** The problem **
Write all of the entries again. Keep them exactly as they are.

** Saved data entries **

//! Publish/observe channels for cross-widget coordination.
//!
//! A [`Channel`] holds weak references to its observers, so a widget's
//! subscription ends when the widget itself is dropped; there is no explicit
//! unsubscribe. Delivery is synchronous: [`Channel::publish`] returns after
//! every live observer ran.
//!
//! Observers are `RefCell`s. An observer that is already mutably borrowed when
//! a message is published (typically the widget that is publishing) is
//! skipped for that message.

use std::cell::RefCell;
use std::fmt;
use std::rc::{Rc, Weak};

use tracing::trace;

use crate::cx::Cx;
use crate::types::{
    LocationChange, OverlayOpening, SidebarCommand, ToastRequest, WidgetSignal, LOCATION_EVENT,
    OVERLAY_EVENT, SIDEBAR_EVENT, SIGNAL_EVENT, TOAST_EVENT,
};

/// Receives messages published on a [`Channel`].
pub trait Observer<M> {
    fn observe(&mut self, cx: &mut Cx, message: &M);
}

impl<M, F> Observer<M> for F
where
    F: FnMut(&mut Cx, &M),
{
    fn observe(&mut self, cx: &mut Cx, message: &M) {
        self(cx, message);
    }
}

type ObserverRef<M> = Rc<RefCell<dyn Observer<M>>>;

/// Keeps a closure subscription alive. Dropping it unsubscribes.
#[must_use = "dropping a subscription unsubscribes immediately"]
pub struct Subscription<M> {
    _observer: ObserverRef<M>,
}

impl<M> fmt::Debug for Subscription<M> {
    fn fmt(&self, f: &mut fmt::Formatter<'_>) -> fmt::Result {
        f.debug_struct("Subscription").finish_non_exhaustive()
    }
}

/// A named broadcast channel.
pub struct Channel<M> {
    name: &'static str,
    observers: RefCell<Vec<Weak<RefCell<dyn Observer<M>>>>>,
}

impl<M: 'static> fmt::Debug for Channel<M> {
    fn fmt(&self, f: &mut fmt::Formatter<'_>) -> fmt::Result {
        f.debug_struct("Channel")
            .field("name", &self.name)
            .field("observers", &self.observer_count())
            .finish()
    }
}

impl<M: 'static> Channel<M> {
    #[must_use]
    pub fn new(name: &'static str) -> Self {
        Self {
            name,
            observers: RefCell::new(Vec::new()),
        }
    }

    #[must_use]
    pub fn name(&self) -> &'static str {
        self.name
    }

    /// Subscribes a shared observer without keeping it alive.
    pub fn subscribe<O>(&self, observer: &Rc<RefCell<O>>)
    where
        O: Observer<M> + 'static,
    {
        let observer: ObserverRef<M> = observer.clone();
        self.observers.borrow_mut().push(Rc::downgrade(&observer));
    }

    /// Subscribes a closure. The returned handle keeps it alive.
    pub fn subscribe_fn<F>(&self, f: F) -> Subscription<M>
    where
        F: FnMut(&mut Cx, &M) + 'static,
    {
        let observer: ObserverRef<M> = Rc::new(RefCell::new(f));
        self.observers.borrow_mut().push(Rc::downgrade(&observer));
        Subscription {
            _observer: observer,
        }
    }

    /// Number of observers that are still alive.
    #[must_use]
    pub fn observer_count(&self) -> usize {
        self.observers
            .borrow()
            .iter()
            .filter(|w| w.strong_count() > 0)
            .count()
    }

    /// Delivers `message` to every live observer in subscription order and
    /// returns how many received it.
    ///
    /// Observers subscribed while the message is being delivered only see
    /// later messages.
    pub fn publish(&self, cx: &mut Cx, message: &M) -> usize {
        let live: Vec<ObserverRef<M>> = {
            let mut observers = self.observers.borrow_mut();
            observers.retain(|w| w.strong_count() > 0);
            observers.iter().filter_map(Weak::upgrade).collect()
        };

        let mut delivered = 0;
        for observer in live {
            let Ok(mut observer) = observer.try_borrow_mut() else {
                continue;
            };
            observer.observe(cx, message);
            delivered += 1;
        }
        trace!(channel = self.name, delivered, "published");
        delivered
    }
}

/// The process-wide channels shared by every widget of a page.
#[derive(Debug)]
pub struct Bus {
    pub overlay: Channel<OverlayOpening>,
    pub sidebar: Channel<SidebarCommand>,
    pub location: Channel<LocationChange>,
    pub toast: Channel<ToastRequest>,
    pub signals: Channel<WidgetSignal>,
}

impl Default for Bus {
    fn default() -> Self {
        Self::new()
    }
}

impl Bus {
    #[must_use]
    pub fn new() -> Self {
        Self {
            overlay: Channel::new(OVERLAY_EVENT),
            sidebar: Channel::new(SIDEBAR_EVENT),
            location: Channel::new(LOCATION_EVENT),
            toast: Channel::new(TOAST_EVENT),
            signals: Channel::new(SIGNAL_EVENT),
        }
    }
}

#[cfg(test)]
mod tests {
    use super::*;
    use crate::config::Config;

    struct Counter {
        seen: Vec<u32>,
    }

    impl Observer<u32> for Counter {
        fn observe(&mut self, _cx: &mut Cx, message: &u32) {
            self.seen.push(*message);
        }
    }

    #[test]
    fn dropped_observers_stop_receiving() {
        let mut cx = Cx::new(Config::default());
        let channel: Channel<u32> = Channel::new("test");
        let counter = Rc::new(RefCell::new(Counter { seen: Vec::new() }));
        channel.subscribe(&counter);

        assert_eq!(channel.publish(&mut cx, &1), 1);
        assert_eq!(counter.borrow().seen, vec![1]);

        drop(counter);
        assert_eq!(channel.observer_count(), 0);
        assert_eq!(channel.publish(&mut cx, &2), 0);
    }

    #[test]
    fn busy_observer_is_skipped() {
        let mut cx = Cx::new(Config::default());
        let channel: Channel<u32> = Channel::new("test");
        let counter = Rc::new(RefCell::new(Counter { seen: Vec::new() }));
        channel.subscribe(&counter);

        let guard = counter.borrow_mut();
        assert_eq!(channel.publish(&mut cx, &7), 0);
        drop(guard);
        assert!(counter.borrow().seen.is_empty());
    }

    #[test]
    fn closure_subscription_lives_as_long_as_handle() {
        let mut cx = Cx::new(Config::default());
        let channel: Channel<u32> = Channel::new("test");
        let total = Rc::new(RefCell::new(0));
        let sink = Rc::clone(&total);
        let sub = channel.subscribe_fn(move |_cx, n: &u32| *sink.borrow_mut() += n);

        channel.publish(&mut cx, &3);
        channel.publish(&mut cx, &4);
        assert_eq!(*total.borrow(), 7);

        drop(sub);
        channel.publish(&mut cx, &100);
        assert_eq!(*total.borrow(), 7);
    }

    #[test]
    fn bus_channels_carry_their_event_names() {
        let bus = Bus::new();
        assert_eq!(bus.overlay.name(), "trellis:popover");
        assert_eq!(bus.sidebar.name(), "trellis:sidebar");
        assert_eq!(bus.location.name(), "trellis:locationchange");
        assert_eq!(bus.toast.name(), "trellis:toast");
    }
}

** Finished exercise **
//! Publish/observe channels for cross-widget coordination.
//!
//! A [`Channel`] holds weak references to its observers, so a widget's
//! subscription ends when the widget itself is dropped; there is no explicit
//! unsubscribe. Delivery is synchronous: [`Channel::publish`] returns after
//! every live observer ran.
//!
//! Observers are `RefCell`s. An observer that is already mutably borrowed when
//! a message is published (typically the widget that is publishing) is
//! skipped for that message.

use std::cell::RefCell;
use std::fmt;
use std::rc::{Rc, Weak};

use tracing::trace;

use crate::cx::Cx;
use crate::types::{
    LocationChange, OverlayOpening, SidebarCommand, ToastRequest, WidgetSignal, LOCATION_EVENT,
    OVERLAY_EVENT, SIDEBAR_EVENT, SIGNAL_EVENT, TOAST_EVENT,
};

/// Receives messages published on a [`Channel`].
pub trait Observer<M> {
    fn observe(&mut self, cx: &mut Cx, message: &M);
}

impl<M, F> Observer<M> for F
where
    F: FnMut(&mut Cx, &M),
{
    fn observe(&mut self, cx: &mut Cx, message: &M) {
        self(cx, message);
    }
}

type ObserverRef<M> = Rc<RefCell<dyn Observer<M>>>;

/// Keeps a closure subscription alive. Dropping it unsubscribes.
#[must_use = "dropping a subscription unsubscribes immediately"]
pub struct Subscription<M> {
    _observer: ObserverRef<M>,
}

impl<M> fmt::Debug for Subscription<M> {
    fn fmt(&self, f: &mut fmt::Formatter<'_>) -> fmt::Result {
        f.debug_struct("Subscription").finish_non_exhaustive()
    }
}

/// A named broadcast channel.
pub struct Channel<M> {
    name: &'static str,
    observers: RefCell<Vec<Weak<RefCell<dyn Observer<M>>>>>,
}

impl<M: 'static> fmt::Debug for Channel<M> {
    fn fmt(&self, f: &mut fmt::Formatter<'_>) -> fmt::Result {
        f.debug_struct("Channel")
            .field("name", &self.name)
            .field("observers", &self.observer_count())
            .finish()
    }
}

impl<M: 'static> Channel<M> {
    #[must_use]
    pub fn new(name: &'static str) -> Self {
        Self {
            name,
            observers: RefCell::new(Vec::new()),
        }
    }

    #[must_use]
    pub fn name(&self) -> &'static str {
        self.name
    }

    /// Subscribes a shared observer without keeping it alive.
    pub fn subscribe<O>(&self, observer: &Rc<RefCell<O>>)
    where
        O: Observer<M> + 'static,
    {
        let observer: ObserverRef<M> = observer.clone();
        self.observers.borrow_mut().push(Rc::downgrade(&observer));
    }

    /// Subscribes a closure. The returned handle keeps it alive.
    pub fn subscribe_fn<F>(&self, f: F) -> Subscription<M>
    where
        F: FnMut(&mut Cx, &M) + 'static,
    {
        let observer: ObserverRef<M> = Rc::new(RefCell::new(f));
        self.observers.borrow_mut().push(Rc::downgrade(&observer));
        Subscription {
            _observer: observer,
        }
    }

    /// Number of observers that are still alive.
    #[must_use]
    pub fn observer_count(&self) -> usize {
        self.observers
            .borrow()
            .iter()
            .filter(|w| w.strong_count() > 0)
            .count()
    }

    /// Delivers `message` to every live observer in subscription order and
    /// returns how many received it.
    ///
    /// Observers subscribed while the message is being delivered only see
    /// later messages.
    pub fn publish(&self, cx: &mut Cx, message: &M) -> usize {
        let live: Vec<ObserverRef<M>> = {
            let mut observers = self.observers.borrow_mut();
            observers.retain(|w| w.strong_count() > 0);
            observers.iter().filter_map(Weak::upgrade).collect()
        };

        let mut delivered = 0;
        for observer in live {
            let Ok(mut observer) = observer.try_borrow_mut() else {
                continue;
            };
            observer.observe(cx, message);
            delivered += 1;
        }
        trace!(channel = self.name, delivered, "published");
        delivered
    }
}

/// The process-wide channels shared by every widget of a page.
#[derive(Debug)]
pub struct Bus {
    pub overlay: Channel<OverlayOpening>,
    pub sidebar: Channel<SidebarCommand>,
    pub location: Channel<LocationChange>,
    pub toast: Channel<ToastRequest>,
    pub signals: Channel<WidgetSignal>,
}

impl Default for Bus {
    fn default() -> Self {
        Self::new()
    }
}

impl Bus {
    #[must_use]
    pub fn new() -> Self {
        Self {
            overlay: Channel::new(OVERLAY_EVENT),
            sidebar: Channel::new(SIDEBAR_EVENT),
            location: Channel::new(LOCATION_EVENT),
            toast: Channel::new(TOAST_EVENT),
            signals: Channel::new(SIGNAL_EVENT),
        }
    }
}

#[cfg(test)]
mod tests {
    use super::*;
    use crate::config::Config;

    struct Counter {
        seen: Vec<u32>,
    }

    impl Observer<u32> for Counter {
        fn observe(&mut self, _cx: &mut Cx, message: &u32) {
            self.seen.push(*message);
        }
    }

    #[test]
    fn dropped_observers_stop_receiving() {
        let mut cx = Cx::new(Config::default());
        let channel: Channel<u32> = Channel::new("test");
        let counter = Rc::new(RefCell::new(Counter { seen: Vec::new() }));
        channel.subscribe(&counter);

        assert_eq!(channel.publish(&mut cx, &1), 1);
        assert_eq!(counter.borrow().seen, vec![1]);

        drop(counter);
        assert_eq!(channel.observer_count(), 0);
        assert_eq!(channel.publish(&mut cx, &2), 0);
    }

    #[test]
    fn busy_observer_is_skipped() {
        let mut cx = Cx::new(Config::default());
        let channel: Channel<u32> = Channel::new("test");
        let counter = Rc::new(RefCell::new(Counter { seen: Vec::new() }));
        channel.subscribe(&counter);

        let guard = counter.borrow_mut();
        assert_eq!(channel.publish(&mut cx, &7), 0);
        drop(guard);
        assert!(counter.borrow().seen.is_empty());
    }

    #[test]
    fn closure_subscription_lives_as_long_as_handle() {
        let mut cx = Cx::new(Config::default());
        let channel: Channel<u32> = Channel::new("test");
        let total = Rc::new(RefCell::new(0));
        let sink = Rc::clone(&total);
        let sub = channel.subscribe_fn(move |_cx, n: &u32| *sink.borrow_mut() += n);

        channel.publish(&mut cx, &3);
        channel.publish(&mut cx, &4);
        assert_eq!(*total.borrow(), 7);

        drop(sub);
        channel.publish(&mut cx, &100);
        assert_eq!(*total.borrow(), 7);
    }

    #[test]
    fn bus_channels_carry_their_event_names() {
        let bus = Bus::new();
        assert_eq!(bus.overlay.name(), "trellis:popover");
        assert_eq!(bus.sidebar.name(), "trellis:sidebar");
        assert_eq!(bus.location.name(), "trellis:locationchange");
        assert_eq!(bus.toast.name(), "trellis:toast");
    }
}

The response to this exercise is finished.